## Your instructions
Retype the complete listing exactly as it appears.

## Data
::::::::::
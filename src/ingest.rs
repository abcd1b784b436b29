//! CSV decoding for the upload path.
//!
//! An uploaded payload becomes a [`Dataset`]: a destination table name
//! derived from the file name, the header row as column names, and every
//! data row as text values. The storage layer consumes the dataset whole.

use thiserror::Error;

#[derive(Debug, Error)]
pub enum IngestError {
    #[error("file content is not valid UTF-8")]
    Encoding(#[from] std::str::Utf8Error),
    #[error("malformed CSV: {0}")]
    Csv(#[from] csv::Error),
    #[error("CSV header row has no usable column names")]
    EmptyHeader,
    #[error("cannot derive a table name from file name '{0}'")]
    BadTableName(String),
}

/// Parsed form of one uploaded file.
#[derive(Debug, Clone, PartialEq, Eq)]
pub struct Dataset {
    /// Destination table name, derived from the file name
    pub table: String,
    /// Column names from the header row, in file order
    pub columns: Vec<String>,
    /// Data rows; every row has exactly `columns.len()` fields
    pub rows: Vec<Vec<String>>,
}

impl Dataset {
    /// Decode an uploaded payload as UTF-8 CSV.
    ///
    /// Ragged rows (field count differing from the header) are rejected,
    /// as is content with no header row. A file with a header but no data
    /// rows is valid and produces an empty table.
    pub fn parse(file_name: &str, content: &[u8]) -> Result<Self, IngestError> {
        let table = table_name(file_name)?;
        let text = std::str::from_utf8(content)?;

        let mut reader = csv::ReaderBuilder::new()
            .flexible(false)
            .from_reader(text.as_bytes());

        let columns: Vec<String> = reader.headers()?.iter().map(str::to_string).collect();
        if columns.is_empty() || columns.iter().all(|c| c.is_empty()) {
            return Err(IngestError::EmptyHeader);
        }

        let mut rows = Vec::new();
        for record in reader.records() {
            let record = record?;
            rows.push(record.iter().map(str::to_string).collect());
        }

        Ok(Dataset {
            table,
            columns,
            rows,
        })
    }
}

/// Derive the destination table name: everything before the first `.`.
///
/// `readings.csv` becomes `readings`, `a.b.csv` becomes `a`, and a name
/// with no dot is used as-is.
pub fn table_name(file_name: &str) -> Result<String, IngestError> {
    let stem = file_name.split('.').next().unwrap_or("");
    if stem.is_empty() {
        return Err(IngestError::BadTableName(file_name.to_string()));
    }
    Ok(stem.to_string())
}
use oath_speaker::ingest::Dataset;
use oath_speaker::storage::{Database, QueryTable};

async fn test_db() -> (tempfile::TempDir, Database) {
    let dir = tempfile::tempdir().unwrap();
    let url = format!(
        "sqlite://{}?mode=rwc",
        dir.path().join("oath-speaker.db").display()
    );
    let db = Database::connect(&url).await.unwrap();
    (dir, db)
}

fn readings_dataset() -> Dataset {
    Dataset {
        table: "water_meter_readings".to_string(),
        columns: vec!["Status".to_string(), "Value".to_string()],
        rows: vec![
            vec!["Active".to_string(), "100".to_string()],
            vec!["Active".to_string(), "105".to_string()],
            vec!["Closed".to_string(), "7".to_string()],
        ],
    }
}

#[tokio::test]
async fn test_replace_and_select_by_status() {
    let (_dir, db) = test_db().await;
    let written = db.replace_table(&readings_dataset()).await.unwrap();
    assert_eq!(written, 3);

    let records = db
        .select_by_status(QueryTable::WaterMeterReadings, "Active")
        .await
        .unwrap();
    assert_eq!(records.len(), 2);
    assert_eq!(records[0].get("Value").unwrap(), "100");
    assert_eq!(records[1].get("Value").unwrap(), "105");
}

#[tokio::test]
async fn test_select_no_matches_is_empty() {
    let (_dir, db) = test_db().await;
    db.replace_table(&readings_dataset()).await.unwrap();

    let records = db
        .select_by_status(QueryTable::WaterMeterReadings, "Missing")
        .await
        .unwrap();
    assert!(records.is_empty());
}

#[tokio::test]
async fn test_records_keyed_by_every_column() {
    let (_dir, db) = test_db().await;
    db.replace_table(&readings_dataset()).await.unwrap();

    let records = db
        .select_by_status(QueryTable::WaterMeterReadings, "Closed")
        .await
        .unwrap();
    assert_eq!(records.len(), 1);
    assert_eq!(records[0].len(), 2);
    assert!(records[0].contains_key("Status"));
    assert!(records[0].contains_key("Value"));
}

#[tokio::test]
async fn test_replace_is_idempotent() {
    let (_dir, db) = test_db().await;
    db.replace_table(&readings_dataset()).await.unwrap();
    db.replace_table(&readings_dataset()).await.unwrap();

    // Replace semantics: the second upload does not append
    let records = db
        .select_by_status(QueryTable::WaterMeterReadings, "Active")
        .await
        .unwrap();
    assert_eq!(records.len(), 2);
}

#[tokio::test]
async fn test_replace_swaps_schema() {
    let (_dir, db) = test_db().await;
    db.replace_table(&readings_dataset()).await.unwrap();

    let reshaped = Dataset {
        table: "water_meter_readings".to_string(),
        columns: vec![
            "Status".to_string(),
            "Reading".to_string(),
            "Unit".to_string(),
        ],
        rows: vec![vec![
            "Active".to_string(),
            "12".to_string(),
            "kL".to_string(),
        ]],
    };
    db.replace_table(&reshaped).await.unwrap();

    let records = db
        .select_by_status(QueryTable::WaterMeterReadings, "Active")
        .await
        .unwrap();
    assert_eq!(records.len(), 1);
    assert_eq!(records[0].len(), 3);
    assert!(records[0].contains_key("Reading"));
    assert!(records[0].contains_key("Unit"));
    assert_eq!(records[0].get("Reading").unwrap(), "12");
}

#[tokio::test]
async fn test_status_value_is_parameterized() {
    let (_dir, db) = test_db().await;
    db.replace_table(&readings_dataset()).await.unwrap();

    // A status value full of SQL stays a value
    let records = db
        .select_by_status(QueryTable::WaterMeterReadings, "Active' OR '1'='1")
        .await
        .unwrap();
    assert!(records.is_empty());
}

#[tokio::test]
async fn test_replace_quotes_awkward_identifiers() {
    let (_dir, db) = test_db().await;
    let dataset = Dataset {
        table: "odd name".to_string(),
        columns: vec!["weird \"col\"".to_string()],
        rows: vec![vec!["x".to_string()]],
    };
    db.replace_table(&dataset).await.unwrap();

    assert!(db.table_exists("odd name").await.unwrap());
}

#[tokio::test]
async fn test_table_exists() {
    let (_dir, db) = test_db().await;
    assert!(!db.table_exists("water_meter_readings").await.unwrap());

    db.replace_table(&readings_dataset()).await.unwrap();
    assert!(db.table_exists("water_meter_readings").await.unwrap());
}

#[test]
fn test_query_table_closed_set() {
    assert_eq!(
        QueryTable::parse("water_meter_readings"),
        Some(QueryTable::WaterMeterReadings)
    );
    assert_eq!(QueryTable::parse("users"), None);
    assert_eq!(QueryTable::parse(""), None);
    assert_eq!(QueryTable::parse("WATER_METER_READINGS"), None);
    assert_eq!(
        QueryTable::WaterMeterReadings.name(),
        "water_meter_readings"
    );
}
::::::::::
## Response for this exercise
filename src/ingest.rs
repository abcd1b784b436b29
//! CSV decoding for the upload path.
//!
//! An uploaded payload becomes a [`Dataset`]: a destination table name
//! derived from the file name, the header row as column names, and every
//! data row as text values. The storage layer consumes the dataset whole.

use thiserror::Error;

#[derive(Debug, Error)]
pub enum IngestError {
    #[error("file content is not valid UTF-8")]
    Encoding(#[from] std::str::Utf8Error),
    #[error("malformed CSV: {0}")]
    Csv(#[from] csv::Error),
    #[error("CSV header row has no usable column names")]
    EmptyHeader,
    #[error("cannot derive a table name from file name '{0}'")]
    BadTableName(String),
}

/// Parsed form of one uploaded file.
#[derive(Debug, Clone, PartialEq, Eq)]
pub struct Dataset {
    /// Destination table name, derived from the file name
    pub table: String,
    /// Column names from the header row, in file order
    pub columns: Vec<String>,
    /// Data rows; every row has exactly `columns.len()` fields
    pub rows: Vec<Vec<String>>,
}

impl Dataset {
    /// Decode an uploaded payload as UTF-8 CSV.
    ///
    /// Ragged rows (field count differing from the header) are rejected,
    /// as is content with no header row. A file with a header but no data
    /// rows is valid and produces an empty table.
    pub fn parse(file_name: &str, content: &[u8]) -> Result<Self, IngestError> {
        let table = table_name(file_name)?;
        let text = std::str::from_utf8(content)?;

        let mut reader = csv::ReaderBuilder::new()
            .flexible(false)
            .from_reader(text.as_bytes());

        let columns: Vec<String> = reader.headers()?.iter().map(str::to_string).collect();
        if columns.is_empty() || columns.iter().all(|c| c.is_empty()) {
            return Err(IngestError::EmptyHeader);
        }

        let mut rows = Vec::new();
        for record in reader.records() {
            let record = record?;
            rows.push(record.iter().map(str::to_string).collect());
        }

        Ok(Dataset {
            table,
            columns,
            rows,
        })
    }
}

/// Derive the destination table name: everything before the first `.`.
///
/// `readings.csv` becomes `readings`, `a.b.csv` becomes `a`, and a name
/// with no dot is used as-is.
pub fn table_name(file_name: &str) -> Result<String, IngestError> {
    let stem = file_name.split('.').next().unwrap_or("");
    if stem.is_empty() {
        return Err(IngestError::BadTableName(file_name.to_string()));
    }
    Ok(stem.to_string())
}
use oath_speaker::ingest::Dataset;
use oath_speaker::storage::{Database, QueryTable};

async fn test_db() -> (tempfile::TempDir, Database) {
    let dir = tempfile::tempdir().unwrap();
    let url = format!(
        "sqlite://{}?mode=rwc",
        dir.path().join("oath-speaker.db").display()
    );
    let db = Database::connect(&url).await.unwrap();
    (dir, db)
}

fn readings_dataset() -> Dataset {
    Dataset {
        table: "water_meter_readings".to_string(),
        columns: vec!["Status".to_string(), "Value".to_string()],
        rows: vec![
            vec!["Active".to_string(), "100".to_string()],
            vec!["Active".to_string(), "105".to_string()],
            vec!["Closed".to_string(), "7".to_string()],
        ],
    }
}

#[tokio::test]
async fn test_replace_and_select_by_status() {
    let (_dir, db) = test_db().await;
    let written = db.replace_table(&readings_dataset()).await.unwrap();
    assert_eq!(written, 3);

    let records = db
        .select_by_status(QueryTable::WaterMeterReadings, "Active")
        .await
        .unwrap();
    assert_eq!(records.len(), 2);
    assert_eq!(records[0].get("Value").unwrap(), "100");
    assert_eq!(records[1].get("Value").unwrap(), "105");
}

#[tokio::test]
async fn test_select_no_matches_is_empty() {
    let (_dir, db) = test_db().await;
    db.replace_table(&readings_dataset()).await.unwrap();

    let records = db
        .select_by_status(QueryTable::WaterMeterReadings, "Missing")
        .await
        .unwrap();
    assert!(records.is_empty());
}

#[tokio::test]
async fn test_records_keyed_by_every_column() {
    let (_dir, db) = test_db().await;
    db.replace_table(&readings_dataset()).await.unwrap();

    let records = db
        .select_by_status(QueryTable::WaterMeterReadings, "Closed")
        .await
        .unwrap();
    assert_eq!(records.len(), 1);
    assert_eq!(records[0].len(), 2);
    assert!(records[0].contains_key("Status"));
    assert!(records[0].contains_key("Value"));
}

#[tokio::test]
async fn test_replace_is_idempotent() {
    let (_dir, db) = test_db().await;
    db.replace_table(&readings_dataset()).await.unwrap();
    db.replace_table(&readings_dataset()).await.unwrap();

    // Replace semantics: the second upload does not append
    let records = db
        .select_by_status(QueryTable::WaterMeterReadings, "Active")
        .await
        .unwrap();
    assert_eq!(records.len(), 2);
}

#[tokio::test]
async fn test_replace_swaps_schema() {
    let (_dir, db) = test_db().await;
    db.replace_table(&readings_dataset()).await.unwrap();

    let reshaped = Dataset {
        table: "water_meter_readings".to_string(),
        columns: vec![
            "Status".to_string(),
            "Reading".to_string(),
            "Unit".to_string(),
        ],
        rows: vec![vec![
            "Active".to_string(),
            "12".to_string(),
            "kL".to_string(),
        ]],
    };
    db.replace_table(&reshaped).await.unwrap();

    let records = db
        .select_by_status(QueryTable::WaterMeterReadings, "Active")
        .await
        .unwrap();
    assert_eq!(records.len(), 1);
    assert_eq!(records[0].len(), 3);
    assert!(records[0].contains_key("Reading"));
    assert!(records[0].contains_key("Unit"));
    assert_eq!(records[0].get("Reading").unwrap(), "12");
}

#[tokio::test]
async fn test_status_value_is_parameterized() {
    let (_dir, db) = test_db().await;
    db.replace_table(&readings_dataset()).await.unwrap();

    // A status value full of SQL stays a value
    let records = db
        .select_by_status(QueryTable::WaterMeterReadings, "Active' OR '1'='1")
        .await
        .unwrap();
    assert!(records.is_empty());
}

#[tokio::test]
async fn test_replace_quotes_awkward_identifiers() {
    let (_dir, db) = test_db().await;
    let dataset = Dataset {
        table: "odd name".to_string(),
        columns: vec!["weird \"col\"".to_string()],
        rows: vec![vec!["x".to_string()]],
    };
    db.replace_table(&dataset).await.unwrap();

    assert!(db.table_exists("odd name").await.unwrap());
}

#[tokio::test]
async fn test_table_exists() {
    let (_dir, db) = test_db().await;
    assert!(!db.table_exists("water_meter_readings").await.unwrap());

    db.replace_table(&readings_dataset()).await.unwrap();
    assert!(db.table_exists("water_meter_readings").await.unwrap());
}

#[test]
fn test_query_table_closed_set() {
    assert_eq!(
        QueryTable::parse("water_meter_readings"),
        Some(QueryTable::WaterMeterReadings)
    );
    assert_eq!(QueryTable::parse("users"), None);
    assert_eq!(QueryTable::parse(""), None);
    assert_eq!(QueryTable::parse("WATER_METER_READINGS"), None);
    assert_eq!(
        QueryTable::WaterMeterReadings.name(),
        "water_meter_readings"
    );
}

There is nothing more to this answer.